If you wake in the morning feeling sleepy, irritable, sad, forgetful, and headachy, there’s a good chance that you have sleep apnea, a sleep-related breathing disorder that affects 20 million of us — particularly when we’re pregnant.

When you have the disorder, your breathing actually stops or gets very shallow as you sleep. Hundreds of times every night, your breathing may pause for 10 or more seconds, depriving your body of oxygen and increasing your heart rate. You may awaken slightly as you struggle to take a breath. But the next morning, says Rochelle Goldberg, M.D., president of the American Sleep Apnea Association (ASAA), you may not recall any of your nighttime awakenings.
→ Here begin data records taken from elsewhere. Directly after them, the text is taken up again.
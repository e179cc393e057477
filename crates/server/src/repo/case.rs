use chrono::{DateTime, Utc};
use shared_types::{
    format_number, AppError, CaseSession, Case, CaseEvent, CaseStatistics, CountEntry,
    CreateCaseRequest, UpdateCaseRequest,
};
use sqlx::{PgConnection, Pool, Postgres};
use uuid::Uuid;

use crate::error_convert::SqlxErrorExt;
use crate::scope::{case_scope_sql, Scope};
use crate::text::like_pattern;

const CASE_NUMBER_FORMAT: &str = "YYYY/####";

/// Joined select list; every query returning `Case` rows uses it.
const CASE_SELECT: &str = r#"
    SELECT c.id, c.case_number, c.title, c.description, c.case_type, c.category,
           c.subcategory, c.priority, c.status, c.court_id, c.judge_id, c.clerk_id,
           c.parties, c.sessions, c.amounts, c.filed_at, c.first_hearing,
           c.last_session, c.decision_date, c.final_date, c.archive_date,
           c.legal_basis, c.keywords, c.tags, c.is_public, c.confidentiality_level,
           c.related_cases, c.language, c.version, c.last_modified_by,
           c.archival_info, c.created_at, c.updated_at,
           ct.name AS court_name, jd.name AS judge_name, ck.name AS clerk_name
    FROM cases c
    JOIN courts ct ON ct.id = c.court_id
    LEFT JOIN users jd ON jd.id = c.judge_id
    LEFT JOIN users ck ON ck.id = c.clerk_id
"#;

/// Next `YYYY/NNNN` number for a court from its case counter.
async fn generate_case_number(
    conn: &mut PgConnection,
    court_id: Uuid,
    now: DateTime<Utc>,
) -> Result<String, AppError> {
    let seq = super::next_sequence(conn, court_id, "case").await?;
    Ok(format_number(CASE_NUMBER_FORMAT, now, seq))
}

/// Insert a new case with an auto-generated case number.
pub async fn create(
    pool: &Pool<Postgres>,
    req: &CreateCaseRequest,
    clerk_id: Option<Uuid>,
    created_by: Uuid,
) -> Result<Case, AppError> {
    let now = Utc::now();
    let mut tx = pool.begin().await.map_err(SqlxErrorExt::into_app_error)?;
    let case_number = generate_case_number(&mut tx, req.court_id, now).await?;
    let id = Uuid::new_v4();

    sqlx::query(
        r#"
        INSERT INTO cases
            (id, case_number, title, description, case_type, category, subcategory,
             priority, court_id, judge_id, clerk_id, parties, amounts, filed_at,
             legal_basis, keywords, tags, is_public, confidentiality_level,
             related_cases, last_modified_by)
        VALUES ($1, $2, $3, $4, $5, $6, $7, $8, $9, $10, $11, $12, $13, $14,
                $15, $16, $17, $18, $19, $20, $21)
        "#,
    )
    .bind(id)
    .bind(&case_number)
    .bind(req.title.trim())
    .bind(req.description.trim())
    .bind(&req.case_type)
    .bind(&req.category)
    .bind(req.subcategory.as_deref())
    .bind(req.priority.as_deref().unwrap_or("normal"))
    .bind(req.court_id)
    .bind(req.judge_id)
    .bind(clerk_id)
    .bind(sqlx::types::Json(&req.parties))
    .bind(sqlx::types::Json(&req.amounts))
    .bind(req.filed_at.unwrap_or(now))
    .bind(sqlx::types::Json(&req.legal_basis))
    .bind(&req.keywords)
    .bind(&req.tags)
    .bind(req.is_public)
    .bind(req.confidentiality_level.as_deref().unwrap_or("restricted"))
    .bind(sqlx::types::Json(&req.related_cases))
    .bind(created_by)
    .execute(&mut *tx)
    .await
    .map_err(SqlxErrorExt::into_app_error)?;
    tx.commit().await.map_err(SqlxErrorExt::into_app_error)?;

    find_by_id(pool, id)
        .await?
        .ok_or_else(|| AppError::internal("تعذر قراءة القضية بعد إنشائها"))
}

pub async fn find_by_id(pool: &Pool<Postgres>, id: Uuid) -> Result<Option<Case>, AppError> {
    let sql = format!("{CASE_SELECT} WHERE c.id = $1");
    sqlx::query_as::<_, Case>(&sql)
        .bind(id)
        .fetch_optional(pool)
        .await
        .map_err(SqlxErrorExt::into_app_error)
}

pub async fn exists(pool: &Pool<Postgres>, id: Uuid) -> Result<bool, AppError> {
    sqlx::query_scalar("SELECT EXISTS (SELECT 1 FROM cases WHERE id = $1)")
        .bind(id)
        .fetch_one(pool)
        .await
        .map_err(SqlxErrorExt::into_app_error)
}

/// Optional list filters. `q` matches title, number, description and
/// party names.
#[derive(Debug, Default)]
pub struct CaseFilter<'a> {
    pub status: Option<&'a str>,
    pub case_type: Option<&'a str>,
    pub court: Option<Uuid>,
    pub judge: Option<Uuid>,
    pub priority: Option<&'a str>,
    pub q: Option<&'a str>,
    pub date_from: Option<DateTime<Utc>>,
    pub date_to: Option<DateTime<Utc>>,
}

/// Map a `sort_by` key to its column. Unknown keys sort by filing date.
pub fn sort_column(sort_by: Option<&str>) -> &'static str {
    match sort_by.unwrap_or("filed") {
        "created" => "c.created_at",
        "updated" => "c.updated_at",
        "title" => "c.title",
        "case_number" => "c.case_number",
        "priority" => "c.priority",
        "status" => "c.status",
        _ => "c.filed_at",
    }
}

pub fn sort_direction(sort_order: Option<&str>) -> &'static str {
    match sort_order {
        Some(o) if o.eq_ignore_ascii_case("asc") => "ASC",
        _ => "DESC",
    }
}

fn filter_clause() -> String {
    format!(
        r#"
        WHERE {scope}
          AND ($3::TEXT IS NULL OR c.status = $3)
          AND ($4::TEXT IS NULL OR c.case_type = $4)
          AND ($5::UUID IS NULL OR c.court_id = $5)
          AND ($6::UUID IS NULL OR c.judge_id = $6)
          AND ($7::TEXT IS NULL OR c.priority = $7)
          AND ($8::TEXT IS NULL
               OR c.title ILIKE $8 OR c.case_number ILIKE $8 OR c.description ILIKE $8
               OR EXISTS (
                   SELECT 1 FROM jsonb_array_elements(
                       COALESCE(c.parties->'plaintiffs', '[]'::jsonb)
                       || COALESCE(c.parties->'defendants', '[]'::jsonb)) p
                   WHERE p->>'name' ILIKE $8))
          AND ($9::TIMESTAMPTZ IS NULL OR c.filed_at >= $9)
          AND ($10::TIMESTAMPTZ IS NULL OR c.filed_at <= $10)
        "#,
        scope = case_scope_sql("c", 1, 2)
    )
}

/// Scoped, filtered and paginated listing.
pub async fn list(
    pool: &Pool<Postgres>,
    scope: Scope,
    filter: &CaseFilter<'_>,
    order_by: (&str, &str),
    offset: i64,
    limit: i64,
) -> Result<(Vec<Case>, i64), AppError> {
    let pattern = filter.q.map(like_pattern);
    let clause = filter_clause();

    let total: i64 = sqlx::query_scalar(&format!("SELECT COUNT(*) FROM cases c {clause}"))
        .bind(scope.kind_str())
        .bind(scope.id)
        .bind(filter.status)
        .bind(filter.case_type)
        .bind(filter.court)
        .bind(filter.judge)
        .bind(filter.priority)
        .bind(pattern.as_deref())
        .bind(filter.date_from)
        .bind(filter.date_to)
        .fetch_one(pool)
        .await
        .map_err(SqlxErrorExt::into_app_error)?;

    let (column, direction) = order_by;
    let sql = format!(
        "{CASE_SELECT} {clause} ORDER BY {column} {direction}, c.id LIMIT $11 OFFSET $12"
    );
    let rows = sqlx::query_as::<_, Case>(&sql)
        .bind(scope.kind_str())
        .bind(scope.id)
        .bind(filter.status)
        .bind(filter.case_type)
        .bind(filter.court)
        .bind(filter.judge)
        .bind(filter.priority)
        .bind(pattern.as_deref())
        .bind(filter.date_from)
        .bind(filter.date_to)
        .bind(limit)
        .bind(offset)
        .fetch_all(pool)
        .await
        .map_err(SqlxErrorExt::into_app_error)?;

    Ok((rows, total))
}

/// Partial update. Bumps the version and records the editor.
pub async fn update(
    pool: &Pool<Postgres>,
    id: Uuid,
    req: &UpdateCaseRequest,
    modified_by: Uuid,
) -> Result<Option<Case>, AppError> {
    let updated = sqlx::query(
        r#"
        UPDATE cases SET
            title = COALESCE($2, title),
            description = COALESCE($3, description),
            case_type = COALESCE($4, case_type),
            category = COALESCE($5, category),
            subcategory = COALESCE($6, subcategory),
            priority = COALESCE($7, priority),
            status = COALESCE($8, status),
            judge_id = COALESCE($9, judge_id),
            clerk_id = COALESCE($10, clerk_id),
            parties = COALESCE($11, parties),
            amounts = COALESCE($12, amounts),
            legal_basis = COALESCE($13, legal_basis),
            keywords = COALESCE($14, keywords),
            tags = COALESCE($15, tags),
            is_public = COALESCE($16, is_public),
            confidentiality_level = COALESCE($17, confidentiality_level),
            related_cases = COALESCE($18, related_cases),
            archival_info = COALESCE($19, archival_info),
            decision_date = CASE WHEN $8 = 'decided' THEN COALESCE(decision_date, NOW()) ELSE decision_date END,
            final_date = CASE WHEN $8 = 'final' THEN COALESCE(final_date, NOW()) ELSE final_date END,
            archive_date = CASE WHEN $8 = 'archived' THEN COALESCE(archive_date, NOW()) ELSE archive_date END,
            version = version + 1,
            last_modified_by = $20,
            updated_at = NOW()
        WHERE id = $1
        "#,
    )
    .bind(id)
    .bind(req.title.as_deref())
    .bind(req.description.as_deref())
    .bind(req.case_type.as_deref())
    .bind(req.category.as_deref())
    .bind(req.subcategory.as_deref())
    .bind(req.priority.as_deref())
    .bind(req.status.as_deref())
    .bind(req.judge_id)
    .bind(req.clerk_id)
    .bind(req.parties.as_ref().map(sqlx::types::Json))
    .bind(req.amounts.as_ref().map(sqlx::types::Json))
    .bind(req.legal_basis.as_ref().map(sqlx::types::Json))
    .bind(req.keywords.as_deref())
    .bind(req.tags.as_deref())
    .bind(req.is_public)
    .bind(req.confidentiality_level.as_deref())
    .bind(req.related_cases.as_ref().map(sqlx::types::Json))
    .bind(req.archival_info.as_ref().map(sqlx::types::Json))
    .bind(modified_by)
    .execute(pool)
    .await
    .map_err(SqlxErrorExt::into_app_error)?;

    if updated.rows_affected() == 0 {
        return Ok(None);
    }
    find_by_id(pool, id).await
}

/// Change status only, stamping the decision, final or archive date.
pub async fn update_status(
    pool: &Pool<Postgres>,
    id: Uuid,
    status: &str,
    modified_by: Uuid,
) -> Result<Option<Case>, AppError> {
    let req = UpdateCaseRequest {
        status: Some(status.to_string()),
        ..UpdateCaseRequest::default()
    };
    update(pool, id, &req, modified_by).await
}

/// Replace the session list and refresh the hearing dates.
pub async fn set_sessions(
    pool: &Pool<Postgres>,
    id: Uuid,
    sessions: &[CaseSession],
    session_date: DateTime<Utc>,
    modified_by: Uuid,
) -> Result<Option<Case>, AppError> {
    let updated = sqlx::query(
        r#"
        UPDATE cases SET
            sessions = $2,
            last_session = $3,
            first_hearing = COALESCE(first_hearing, $3),
            version = version + 1,
            last_modified_by = $4,
            updated_at = NOW()
        WHERE id = $1
        "#,
    )
    .bind(id)
    .bind(sqlx::types::Json(sessions))
    .bind(session_date)
    .bind(modified_by)
    .execute(pool)
    .await
    .map_err(SqlxErrorExt::into_app_error)?;

    if updated.rows_affected() == 0 {
        return Ok(None);
    }
    find_by_id(pool, id).await
}

/// Delete a case. Returns true if a row was deleted.
pub async fn delete(pool: &Pool<Postgres>, id: Uuid) -> Result<bool, AppError> {
    let result = sqlx::query("DELETE FROM cases WHERE id = $1")
        .bind(id)
        .execute(pool)
        .await
        .map_err(SqlxErrorExt::into_app_error)?;
    Ok(result.rows_affected() > 0)
}

// ── Timeline ────────────────────────────────────────────────────────

pub async fn insert_event(
    pool: &Pool<Postgres>,
    case_id: Uuid,
    event: &str,
    description: &str,
    user_id: Option<Uuid>,
) -> Result<(), AppError> {
    sqlx::query(
        r#"
        INSERT INTO case_events (id, case_id, event, description, user_id)
        VALUES ($1, $2, $3, $4, $5)
        "#,
    )
    .bind(Uuid::new_v4())
    .bind(case_id)
    .bind(event)
    .bind(description)
    .bind(user_id)
    .execute(pool)
    .await
    .map_err(SqlxErrorExt::into_app_error)?;
    Ok(())
}

/// Timeline in chronological order.
pub async fn list_events(pool: &Pool<Postgres>, case_id: Uuid) -> Result<Vec<CaseEvent>, AppError> {
    sqlx::query_as::<_, CaseEvent>(
        r#"
        SELECT e.id, e.case_id, e.event, e.description, e.user_id,
               u.name AS user_name, e.occurred_at
        FROM case_events e
        LEFT JOIN users u ON u.id = e.user_id
        WHERE e.case_id = $1
        ORDER BY e.occurred_at ASC, e.id
        "#,
    )
    .bind(case_id)
    .fetch_all(pool)
    .await
    .map_err(SqlxErrorExt::into_app_error)
}

// ── Aggregates ──────────────────────────────────────────────────────

/// Grouped counts over scoped cases. `column` must be a trusted
/// column name.
pub(crate) async fn count_by(
    pool: &Pool<Postgres>,
    scope: Scope,
    column: &str,
    since: Option<DateTime<Utc>>,
) -> Result<Vec<CountEntry>, AppError> {
    let sql = format!(
        r#"
        SELECT c.{column} AS key, COUNT(*) AS count
        FROM cases c
        WHERE {scope} AND ($3::TIMESTAMPTZ IS NULL OR c.filed_at >= $3)
        GROUP BY c.{column}
        ORDER BY count DESC, key
        "#,
        scope = case_scope_sql("c", 1, 2)
    );
    sqlx::query_as::<_, CountEntry>(&sql)
        .bind(scope.kind_str())
        .bind(scope.id)
        .bind(since)
        .fetch_all(pool)
        .await
        .map_err(SqlxErrorExt::into_app_error)
}

/// Scoped case count, optionally only those filed since a moment.
pub(crate) async fn count(
    pool: &Pool<Postgres>,
    scope: Scope,
    since: Option<DateTime<Utc>>,
) -> Result<i64, AppError> {
    let sql = format!(
        "SELECT COUNT(*) FROM cases c WHERE {} AND ($3::TIMESTAMPTZ IS NULL OR c.created_at >= $3)",
        case_scope_sql("c", 1, 2)
    );
    sqlx::query_scalar(&sql)
        .bind(scope.kind_str())
        .bind(scope.id)
        .bind(since)
        .fetch_one(pool)
        .await
        .map_err(SqlxErrorExt::into_app_error)
}

pub async fn statistics(pool: &Pool<Postgres>, scope: Scope) -> Result<CaseStatistics, AppError> {
    let by_status = count_by(pool, scope, "status", None).await?;
    let by_type = count_by(pool, scope, "case_type", None).await?;
    let by_priority = count_by(pool, scope, "priority", None).await?;
    let total = by_status.iter().map(|e| e.count).sum();
    let active = by_status
        .iter()
        .filter(|e| shared_types::is_active_case_status(&e.key))
        .map(|e| e.count)
        .sum();
    Ok(CaseStatistics {
        total,
        active,
        by_status,
        by_type,
        by_priority,
    })
}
There are three types of sleep apnea: obstructive, central, and complex. Obstructive sleep apnea, or OSA, is the most common, accounting for approximately 90 percent of all sleep apnea. OSA occurs when the soft tissue in the back of your throat relaxes and blocks the passage of air until your airway opens — often with a loud choking or gasping sound — and you begin to breathe again.

Approximately 10 percent of people with apnea suffer from central sleep apnea, in which the brain “forgets” to signal the airway muscles to breathe. Many people with central sleep apnea have some other disease, such as congestive heart failure, brain disease, stroke, or hypothyroidism (low thyroid function), and researchers are still working to discover the reason for the association. In some cases, though, the underlying cause is unknown.

A third type, complex sleep apnea, is rare. It’s a combination of obstructive and central sleep apnea. For people with complex sleep apnea, the brain not only fails to send a message to breathe, but the airways are obstructed as well.

Untreated sleep apnea has been linked to a number of health concerns, including hypertension, heart disease, stroke, diabetes, and weight gain. And since poor sleep results in slower reflexes, poor concentration, and the risk of nodding off behind the wheel, it also puts you at risk for driving accidents.

Unfortunately, however, many people just don’t take the snoring of sleep apnea seriously, and 80 to 90 percent of us with sleep apnea are undiagnosed and untreated, according to the American Academy of Sleep Medicine.

“Sleep apnea is far less likely to be diagnosed in women than in men. That’s a real challenge we have to overcome,” says Dr. Goldberg.

There are many reasons why fewer women get evaluated and treated than men. Women may blame their daytime sleepiness on other causes, such as insomnia or chronic fatigue. Women also tend to be more embarrassed by their loud snoring, which can keep them from discussing their condition with their doctors. Also, men tend to sleep more soundly than women, so a woman’s breathing pauses and loud snoring may not get noticed as readily by their male partners.
Do You Have Sleep Apnea?
Here are the key signs to watch for:

  • Do you snore loudly? About half of all people who snore loudly have obstructive sleep apnea (OSA). It’s a sign that your airway is partially blocked.
  • What’s your neck size? The size of your neck can be a telltale sign. Women with OSA often have a neck size of more than 16 inches (17 inches for men).
  • Are you waking often to take bathroom breaks? “Most adults who don’t drink lots of water before bed and are not uncontrolled diabetics or on high doses of water pills should not have to wake repetitively to use the bathroom,” says Rochelle Goldberg, M.D., president of the American Sleep Apnea Association.